Collected data entries:

········

//! Folder-tree flattening for queued sends.

use std::future::Future;
use std::io;
use std::path::{Path, PathBuf};
use std::pin::Pin;

/// Flattens `folder` into `(directory, file)` pairs, depth-first.
///
/// `directory` is the receiver-side relative placement of the file, rooted at
/// the folder's own name and using `/` with a trailing slash, e.g. `"Root/"`
/// for a file directly inside `folder` named `Root` and `"Root/A/"` for one
/// inside its subfolder `A`. Within each directory, files come before
/// subfolders and both are visited in name order so the announce sequence is
/// deterministic.
pub async fn flatten_folder(folder: &Path) -> io::Result<Vec<(String, PathBuf)>> {
    let name = folder
        .file_name()
        .map(|n| n.to_string_lossy().into_owned())
        .ok_or_else(|| {
            io::Error::new(io::ErrorKind::InvalidInput, "folder has no name component")
        })?;

    let mut entries = Vec::new();
    collect(folder, format!("{name}/"), &mut entries).await?;
    Ok(entries)
}

fn collect<'a>(
    dir: &'a Path,
    prefix: String,
    out: &'a mut Vec<(String, PathBuf)>,
) -> Pin<Box<dyn Future<Output = io::Result<()>> + Send + 'a>> {
    Box::pin(async move {
        let mut files = Vec::new();
        let mut subdirs = Vec::new();

        let mut reader = tokio::fs::read_dir(dir).await?;
        while let Some(entry) = reader.next_entry().await? {
            let file_type = entry.file_type().await?;
            if file_type.is_dir() {
                subdirs.push(entry.path());
            } else if file_type.is_file() {
                files.push(entry.path());
            }
        }

        files.sort();
        subdirs.sort();

        for file in files {
            out.push((prefix.clone(), file));
        }
        for subdir in subdirs {
            let name = match subdir.file_name() {
                Some(n) => n.to_string_lossy().into_owned(),
                None => continue,
            };
            collect(&subdir, format!("{prefix}{name}/"), out).await?;
        }
        Ok(())
    })
}

#[cfg(test)]
mod tests {
    use super::*;
    use std::fs;

    fn touch(path: &Path) {
        fs::write(path, b"x").unwrap();
    }

    #[tokio::test]
    async fn flat_folder_lists_files_in_name_order() {
        let dir = tempfile::tempdir().unwrap();
        let root = dir.path().join("Root");
        fs::create_dir(&root).unwrap();
        touch(&root.join("b.txt"));
        touch(&root.join("a.txt"));

        let entries = flatten_folder(&root).await.unwrap();
        assert_eq!(
            entries,
            vec![
                ("Root/".to_string(), root.join("a.txt")),
                ("Root/".to_string(), root.join("b.txt")),
            ]
        );
    }

    #[tokio::test]
    async fn nested_folders_get_slash_terminated_prefixes() {
        let dir = tempfile::tempdir().unwrap();
        let root = dir.path().join("Root");
        fs::create_dir_all(root.join("A/Deep")).unwrap();
        fs::create_dir(root.join("B")).unwrap();
        touch(&root.join("top.txt"));
        touch(&root.join("A/inner.txt"));
        touch(&root.join("A/Deep/leaf.txt"));
        touch(&root.join("B/other.txt"));

        let entries = flatten_folder(&root).await.unwrap();
        let dirs: Vec<&str> = entries.iter().map(|(d, _)| d.as_str()).collect();
        assert_eq!(dirs, vec!["Root/", "Root/A/", "Root/A/Deep/", "Root/B/"]);
        assert_eq!(entries[2].1, root.join("A/Deep/leaf.txt"));
    }

    #[tokio::test]
    async fn files_precede_subfolder_contents() {
        let dir = tempfile::tempdir().unwrap();
        let root = dir.path().join("Root");
        // "AAA" sorts before "zzz.txt"; the file must still come first.
        fs::create_dir_all(root.join("AAA")).unwrap();
        touch(&root.join("zzz.txt"));
        touch(&root.join("AAA/x.txt"));

        let entries = flatten_folder(&root).await.unwrap();
        assert_eq!(entries[0].0, "Root/");
        assert_eq!(entries[0].1, root.join("zzz.txt"));
        assert_eq!(entries[1].0, "Root/AAA/");
    }

    #[tokio::test]
    async fn empty_folder_yields_no_entries() {
        let dir = tempfile::tempdir().unwrap();
        let root = dir.path().join("Empty");
        fs::create_dir(&root).unwrap();
        assert!(flatten_folder(&root).await.unwrap().is_empty());
    }

    #[tokio::test]
    async fn missing_folder_is_an_error() {
        let dir = tempfile::tempdir().unwrap();
        assert!(flatten_folder(&dir.path().join("nope")).await.is_err());
    }
}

········

Exercise aim: Write the opening line of the data above and every line after it, exactly, stopping once you have written the line with "a file directly".

Task response:
//! Folder-tree flattening for queued sends.

use std::future::Future;
use std::io;
use std::path::{Path, PathBuf};
use std::pin::Pin;

/// Flattens `folder` into `(directory, file)` pairs, depth-first.
///
/// `directory` is the receiver-side relative placement of the file, rooted at
/// the folder's own name and using `/` with a trailing slash, e.g. `"Root/"`
/// for a file directly inside `folder` named `Root` and `"Root/A/"` for one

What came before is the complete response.